▸ Work to complete:
Find the string "next" in the data, then copy every line where it is found.

--- Material for this exercise Enclosed Below ---

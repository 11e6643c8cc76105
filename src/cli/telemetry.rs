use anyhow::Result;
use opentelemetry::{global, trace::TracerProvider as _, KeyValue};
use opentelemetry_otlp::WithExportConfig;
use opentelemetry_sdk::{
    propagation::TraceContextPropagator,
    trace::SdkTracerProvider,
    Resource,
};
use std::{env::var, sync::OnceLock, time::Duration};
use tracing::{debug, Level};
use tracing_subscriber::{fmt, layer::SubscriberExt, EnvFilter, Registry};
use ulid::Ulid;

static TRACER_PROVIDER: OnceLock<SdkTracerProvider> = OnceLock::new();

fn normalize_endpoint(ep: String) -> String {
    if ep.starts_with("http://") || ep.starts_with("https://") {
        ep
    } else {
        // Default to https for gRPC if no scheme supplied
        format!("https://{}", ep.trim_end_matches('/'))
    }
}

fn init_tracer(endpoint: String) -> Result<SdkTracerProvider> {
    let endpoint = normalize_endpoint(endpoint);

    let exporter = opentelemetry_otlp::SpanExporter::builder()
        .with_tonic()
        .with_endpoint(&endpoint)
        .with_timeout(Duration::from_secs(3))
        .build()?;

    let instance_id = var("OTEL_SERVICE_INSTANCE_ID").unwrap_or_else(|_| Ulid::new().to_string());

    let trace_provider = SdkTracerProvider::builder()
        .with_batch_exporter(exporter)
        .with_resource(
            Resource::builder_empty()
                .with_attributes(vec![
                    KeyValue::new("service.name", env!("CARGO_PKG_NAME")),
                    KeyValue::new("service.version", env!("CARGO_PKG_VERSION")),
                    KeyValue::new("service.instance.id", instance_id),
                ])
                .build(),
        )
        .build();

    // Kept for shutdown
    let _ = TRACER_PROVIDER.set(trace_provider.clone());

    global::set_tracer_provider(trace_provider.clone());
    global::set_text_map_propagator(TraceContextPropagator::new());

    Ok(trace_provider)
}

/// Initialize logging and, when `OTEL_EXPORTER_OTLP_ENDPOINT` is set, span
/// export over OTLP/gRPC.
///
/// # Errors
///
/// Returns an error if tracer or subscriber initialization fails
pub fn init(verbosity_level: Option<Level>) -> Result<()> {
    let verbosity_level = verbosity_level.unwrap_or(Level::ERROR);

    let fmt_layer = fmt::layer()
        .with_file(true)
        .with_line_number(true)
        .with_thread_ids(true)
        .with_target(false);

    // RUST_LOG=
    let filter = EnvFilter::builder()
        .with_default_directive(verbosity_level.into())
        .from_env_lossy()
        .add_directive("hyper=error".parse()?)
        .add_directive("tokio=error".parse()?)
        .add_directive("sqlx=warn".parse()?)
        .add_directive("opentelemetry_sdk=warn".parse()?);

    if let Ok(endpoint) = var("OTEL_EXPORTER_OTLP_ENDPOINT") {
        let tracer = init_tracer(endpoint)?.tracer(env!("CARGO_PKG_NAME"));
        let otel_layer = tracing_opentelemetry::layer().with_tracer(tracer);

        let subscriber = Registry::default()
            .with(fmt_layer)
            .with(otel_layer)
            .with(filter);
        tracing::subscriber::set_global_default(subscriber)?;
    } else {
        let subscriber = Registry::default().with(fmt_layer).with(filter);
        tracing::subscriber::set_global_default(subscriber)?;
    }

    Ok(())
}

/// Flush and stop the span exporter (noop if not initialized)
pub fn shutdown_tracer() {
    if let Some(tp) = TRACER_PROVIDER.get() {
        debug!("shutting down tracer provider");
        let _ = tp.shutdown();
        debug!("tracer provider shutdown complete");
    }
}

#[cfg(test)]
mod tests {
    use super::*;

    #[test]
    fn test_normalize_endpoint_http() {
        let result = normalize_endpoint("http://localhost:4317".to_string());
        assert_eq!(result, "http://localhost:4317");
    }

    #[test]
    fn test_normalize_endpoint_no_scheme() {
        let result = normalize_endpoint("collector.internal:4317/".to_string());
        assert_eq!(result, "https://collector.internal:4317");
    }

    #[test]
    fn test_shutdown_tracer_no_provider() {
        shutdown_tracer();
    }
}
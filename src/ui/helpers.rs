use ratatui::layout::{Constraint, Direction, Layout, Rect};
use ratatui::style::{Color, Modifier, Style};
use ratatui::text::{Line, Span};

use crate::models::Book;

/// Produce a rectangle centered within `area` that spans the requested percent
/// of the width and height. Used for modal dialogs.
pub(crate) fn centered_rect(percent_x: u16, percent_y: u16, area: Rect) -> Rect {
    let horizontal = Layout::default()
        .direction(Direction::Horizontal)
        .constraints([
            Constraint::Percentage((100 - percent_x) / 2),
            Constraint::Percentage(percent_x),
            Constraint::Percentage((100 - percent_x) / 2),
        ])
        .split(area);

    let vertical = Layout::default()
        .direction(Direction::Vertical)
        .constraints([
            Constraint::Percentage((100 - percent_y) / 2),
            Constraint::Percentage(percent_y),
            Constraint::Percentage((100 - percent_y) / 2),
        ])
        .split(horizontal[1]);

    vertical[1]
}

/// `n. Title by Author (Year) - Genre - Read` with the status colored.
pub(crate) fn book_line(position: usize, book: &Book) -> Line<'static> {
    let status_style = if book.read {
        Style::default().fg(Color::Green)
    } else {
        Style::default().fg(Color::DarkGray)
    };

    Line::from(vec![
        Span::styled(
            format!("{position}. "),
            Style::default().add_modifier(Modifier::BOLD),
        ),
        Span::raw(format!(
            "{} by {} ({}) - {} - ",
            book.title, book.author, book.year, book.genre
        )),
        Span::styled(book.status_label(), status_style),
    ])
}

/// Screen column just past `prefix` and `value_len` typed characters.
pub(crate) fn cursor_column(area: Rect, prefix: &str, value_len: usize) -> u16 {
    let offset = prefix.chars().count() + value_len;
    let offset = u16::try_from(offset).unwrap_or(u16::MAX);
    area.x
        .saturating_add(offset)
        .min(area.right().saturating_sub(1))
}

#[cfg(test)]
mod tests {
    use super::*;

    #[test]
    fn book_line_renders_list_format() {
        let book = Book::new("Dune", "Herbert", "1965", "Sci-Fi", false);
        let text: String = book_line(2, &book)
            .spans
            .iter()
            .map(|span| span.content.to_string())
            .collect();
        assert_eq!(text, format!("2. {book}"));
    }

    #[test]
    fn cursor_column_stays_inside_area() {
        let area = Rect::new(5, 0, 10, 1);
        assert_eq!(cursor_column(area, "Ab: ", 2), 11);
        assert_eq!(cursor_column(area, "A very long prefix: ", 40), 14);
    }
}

--- End of Enclosed Material for this exercise ---
--- Material for this exercise Enclosed Below ---

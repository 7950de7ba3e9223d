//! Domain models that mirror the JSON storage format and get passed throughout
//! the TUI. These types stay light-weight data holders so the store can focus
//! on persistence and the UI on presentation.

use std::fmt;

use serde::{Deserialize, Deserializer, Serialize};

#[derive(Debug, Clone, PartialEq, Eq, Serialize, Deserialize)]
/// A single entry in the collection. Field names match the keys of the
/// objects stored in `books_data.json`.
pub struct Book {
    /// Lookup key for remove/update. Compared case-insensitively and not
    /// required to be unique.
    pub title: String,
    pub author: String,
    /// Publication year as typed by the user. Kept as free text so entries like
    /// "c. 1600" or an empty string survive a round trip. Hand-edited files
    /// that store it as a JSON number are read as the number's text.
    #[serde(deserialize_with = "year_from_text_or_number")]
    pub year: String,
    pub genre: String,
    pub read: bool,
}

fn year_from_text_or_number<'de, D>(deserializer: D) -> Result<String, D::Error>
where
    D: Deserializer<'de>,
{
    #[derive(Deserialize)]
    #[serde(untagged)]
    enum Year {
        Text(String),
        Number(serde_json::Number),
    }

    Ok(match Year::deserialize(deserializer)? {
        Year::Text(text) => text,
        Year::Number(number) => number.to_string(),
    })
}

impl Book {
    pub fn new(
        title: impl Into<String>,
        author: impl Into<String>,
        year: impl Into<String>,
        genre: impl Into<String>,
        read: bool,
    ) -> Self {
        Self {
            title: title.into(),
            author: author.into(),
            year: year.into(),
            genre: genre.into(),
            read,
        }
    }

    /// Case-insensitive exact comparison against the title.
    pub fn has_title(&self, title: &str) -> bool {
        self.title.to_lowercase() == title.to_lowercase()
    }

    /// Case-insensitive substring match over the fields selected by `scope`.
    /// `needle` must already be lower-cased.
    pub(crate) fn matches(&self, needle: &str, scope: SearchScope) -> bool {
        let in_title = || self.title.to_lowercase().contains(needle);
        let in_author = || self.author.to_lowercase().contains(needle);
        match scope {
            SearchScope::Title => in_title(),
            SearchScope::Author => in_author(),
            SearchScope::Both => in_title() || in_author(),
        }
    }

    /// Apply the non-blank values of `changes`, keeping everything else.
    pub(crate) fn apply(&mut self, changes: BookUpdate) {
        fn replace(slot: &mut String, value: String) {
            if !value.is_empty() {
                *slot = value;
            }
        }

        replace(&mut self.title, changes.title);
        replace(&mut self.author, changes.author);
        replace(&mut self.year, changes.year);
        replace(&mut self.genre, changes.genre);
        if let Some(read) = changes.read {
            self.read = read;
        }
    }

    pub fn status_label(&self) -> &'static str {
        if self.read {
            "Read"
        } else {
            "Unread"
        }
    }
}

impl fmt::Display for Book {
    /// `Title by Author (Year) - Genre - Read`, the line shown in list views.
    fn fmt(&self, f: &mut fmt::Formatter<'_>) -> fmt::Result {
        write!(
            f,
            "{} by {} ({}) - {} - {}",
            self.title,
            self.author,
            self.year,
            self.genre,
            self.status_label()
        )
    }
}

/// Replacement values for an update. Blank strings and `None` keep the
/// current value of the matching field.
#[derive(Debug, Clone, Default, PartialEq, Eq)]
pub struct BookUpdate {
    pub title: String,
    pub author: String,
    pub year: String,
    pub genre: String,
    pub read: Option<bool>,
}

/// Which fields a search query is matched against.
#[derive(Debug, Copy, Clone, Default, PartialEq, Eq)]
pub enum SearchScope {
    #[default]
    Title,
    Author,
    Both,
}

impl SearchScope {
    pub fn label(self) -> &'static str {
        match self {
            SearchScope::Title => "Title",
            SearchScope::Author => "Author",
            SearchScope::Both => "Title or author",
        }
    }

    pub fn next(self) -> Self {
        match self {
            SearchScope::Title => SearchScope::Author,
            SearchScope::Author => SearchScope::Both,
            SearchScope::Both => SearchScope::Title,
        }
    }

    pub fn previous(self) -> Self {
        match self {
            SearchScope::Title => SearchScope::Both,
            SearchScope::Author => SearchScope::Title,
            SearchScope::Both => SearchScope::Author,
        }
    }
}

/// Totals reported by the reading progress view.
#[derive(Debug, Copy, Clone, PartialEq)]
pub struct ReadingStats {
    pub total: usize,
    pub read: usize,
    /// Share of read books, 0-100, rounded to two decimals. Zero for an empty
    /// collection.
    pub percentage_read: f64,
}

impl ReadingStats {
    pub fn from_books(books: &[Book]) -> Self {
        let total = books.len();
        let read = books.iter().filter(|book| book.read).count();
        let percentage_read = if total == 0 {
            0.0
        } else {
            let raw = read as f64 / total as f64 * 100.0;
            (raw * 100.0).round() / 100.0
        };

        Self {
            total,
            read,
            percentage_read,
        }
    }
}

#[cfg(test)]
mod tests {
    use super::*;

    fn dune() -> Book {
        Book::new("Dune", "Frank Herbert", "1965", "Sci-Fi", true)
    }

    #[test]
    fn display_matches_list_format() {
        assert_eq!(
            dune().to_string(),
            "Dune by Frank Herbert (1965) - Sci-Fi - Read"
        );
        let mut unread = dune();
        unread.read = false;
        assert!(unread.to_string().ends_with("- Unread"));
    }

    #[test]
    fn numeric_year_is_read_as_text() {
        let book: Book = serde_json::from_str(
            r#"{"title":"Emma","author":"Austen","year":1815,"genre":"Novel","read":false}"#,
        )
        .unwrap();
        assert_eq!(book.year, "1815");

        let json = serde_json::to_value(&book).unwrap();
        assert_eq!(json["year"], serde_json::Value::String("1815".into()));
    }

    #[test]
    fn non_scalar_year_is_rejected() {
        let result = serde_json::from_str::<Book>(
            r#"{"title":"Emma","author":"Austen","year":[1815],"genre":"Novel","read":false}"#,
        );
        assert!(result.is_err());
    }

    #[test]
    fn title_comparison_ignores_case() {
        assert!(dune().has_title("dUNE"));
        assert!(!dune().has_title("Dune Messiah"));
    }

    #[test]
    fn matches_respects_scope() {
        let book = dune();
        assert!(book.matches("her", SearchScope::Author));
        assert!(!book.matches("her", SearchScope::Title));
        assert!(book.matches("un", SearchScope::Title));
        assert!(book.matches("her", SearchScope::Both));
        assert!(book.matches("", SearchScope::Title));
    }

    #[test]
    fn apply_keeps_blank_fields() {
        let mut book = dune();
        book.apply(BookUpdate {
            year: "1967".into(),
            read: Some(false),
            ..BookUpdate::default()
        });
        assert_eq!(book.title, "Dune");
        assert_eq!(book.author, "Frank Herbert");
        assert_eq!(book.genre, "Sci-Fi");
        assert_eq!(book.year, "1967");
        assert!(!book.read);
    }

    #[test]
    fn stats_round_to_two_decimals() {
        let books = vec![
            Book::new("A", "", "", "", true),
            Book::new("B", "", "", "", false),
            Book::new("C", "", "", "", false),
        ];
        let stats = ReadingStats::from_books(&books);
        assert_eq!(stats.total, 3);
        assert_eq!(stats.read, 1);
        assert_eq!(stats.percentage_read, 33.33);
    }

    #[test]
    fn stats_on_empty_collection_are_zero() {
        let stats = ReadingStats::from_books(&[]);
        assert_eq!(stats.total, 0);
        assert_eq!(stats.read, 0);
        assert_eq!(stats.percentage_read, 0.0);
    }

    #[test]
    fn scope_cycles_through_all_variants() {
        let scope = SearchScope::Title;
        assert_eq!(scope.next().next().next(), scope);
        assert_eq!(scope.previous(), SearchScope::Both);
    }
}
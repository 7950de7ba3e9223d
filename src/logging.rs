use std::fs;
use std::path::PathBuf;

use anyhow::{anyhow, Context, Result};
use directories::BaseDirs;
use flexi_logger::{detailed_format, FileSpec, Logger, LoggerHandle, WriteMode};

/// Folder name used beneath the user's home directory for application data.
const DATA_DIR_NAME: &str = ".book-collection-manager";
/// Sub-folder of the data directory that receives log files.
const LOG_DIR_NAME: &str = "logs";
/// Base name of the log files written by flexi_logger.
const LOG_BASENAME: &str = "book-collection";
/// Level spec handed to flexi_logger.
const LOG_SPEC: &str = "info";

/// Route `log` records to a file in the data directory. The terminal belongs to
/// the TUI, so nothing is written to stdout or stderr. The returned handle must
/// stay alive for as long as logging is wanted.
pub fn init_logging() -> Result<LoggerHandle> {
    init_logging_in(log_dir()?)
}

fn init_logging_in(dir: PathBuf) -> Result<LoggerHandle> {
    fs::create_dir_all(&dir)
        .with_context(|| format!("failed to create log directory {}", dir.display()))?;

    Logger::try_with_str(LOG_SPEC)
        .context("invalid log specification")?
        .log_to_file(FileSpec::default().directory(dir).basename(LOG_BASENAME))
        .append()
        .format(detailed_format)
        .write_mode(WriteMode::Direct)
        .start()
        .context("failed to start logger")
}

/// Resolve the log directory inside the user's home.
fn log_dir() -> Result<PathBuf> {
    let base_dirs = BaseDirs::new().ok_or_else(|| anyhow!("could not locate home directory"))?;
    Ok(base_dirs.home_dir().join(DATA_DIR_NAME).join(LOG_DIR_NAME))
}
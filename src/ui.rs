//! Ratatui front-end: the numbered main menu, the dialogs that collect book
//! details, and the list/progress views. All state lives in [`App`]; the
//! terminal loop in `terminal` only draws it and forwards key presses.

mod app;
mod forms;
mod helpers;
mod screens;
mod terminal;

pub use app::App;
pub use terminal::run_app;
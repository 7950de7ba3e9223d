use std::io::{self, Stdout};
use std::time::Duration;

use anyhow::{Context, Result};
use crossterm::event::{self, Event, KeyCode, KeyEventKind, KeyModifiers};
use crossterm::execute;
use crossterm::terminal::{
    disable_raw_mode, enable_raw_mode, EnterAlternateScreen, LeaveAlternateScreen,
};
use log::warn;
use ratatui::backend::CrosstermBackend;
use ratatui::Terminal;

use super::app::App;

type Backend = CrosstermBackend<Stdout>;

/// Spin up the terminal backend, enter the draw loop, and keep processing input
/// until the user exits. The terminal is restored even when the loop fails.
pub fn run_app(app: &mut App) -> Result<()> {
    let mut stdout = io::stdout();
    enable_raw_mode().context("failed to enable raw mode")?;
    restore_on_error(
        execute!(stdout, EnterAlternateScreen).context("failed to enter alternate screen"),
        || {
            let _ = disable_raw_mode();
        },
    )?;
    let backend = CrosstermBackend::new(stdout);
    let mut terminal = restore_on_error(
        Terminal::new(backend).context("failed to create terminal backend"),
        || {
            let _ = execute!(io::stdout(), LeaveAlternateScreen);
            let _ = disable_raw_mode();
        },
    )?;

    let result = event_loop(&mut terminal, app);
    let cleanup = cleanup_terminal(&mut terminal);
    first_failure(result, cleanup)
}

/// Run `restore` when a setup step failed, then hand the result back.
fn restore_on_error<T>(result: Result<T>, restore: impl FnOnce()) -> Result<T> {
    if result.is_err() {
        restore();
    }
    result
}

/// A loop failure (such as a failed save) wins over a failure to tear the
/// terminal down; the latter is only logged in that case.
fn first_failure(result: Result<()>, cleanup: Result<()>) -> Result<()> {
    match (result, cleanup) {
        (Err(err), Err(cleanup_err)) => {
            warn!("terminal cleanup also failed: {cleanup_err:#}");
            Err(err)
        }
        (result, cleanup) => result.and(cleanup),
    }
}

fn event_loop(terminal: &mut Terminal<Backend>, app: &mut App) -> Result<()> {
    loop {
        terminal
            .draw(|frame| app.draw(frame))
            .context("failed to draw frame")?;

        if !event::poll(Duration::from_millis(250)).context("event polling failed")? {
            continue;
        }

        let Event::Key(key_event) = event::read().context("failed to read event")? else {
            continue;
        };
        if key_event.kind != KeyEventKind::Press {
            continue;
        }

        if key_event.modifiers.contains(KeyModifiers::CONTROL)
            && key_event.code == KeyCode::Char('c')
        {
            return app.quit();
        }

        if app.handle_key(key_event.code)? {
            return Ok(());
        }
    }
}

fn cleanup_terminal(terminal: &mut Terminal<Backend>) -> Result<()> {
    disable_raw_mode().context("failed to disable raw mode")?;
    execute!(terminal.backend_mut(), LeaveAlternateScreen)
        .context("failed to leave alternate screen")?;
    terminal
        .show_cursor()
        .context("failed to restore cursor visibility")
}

--- End of Enclosed Material for this exercise ---

▸ Solution to this exercise:
    pub fn next(self) -> Self {
        assert_eq!(scope.next().next().next(), scope);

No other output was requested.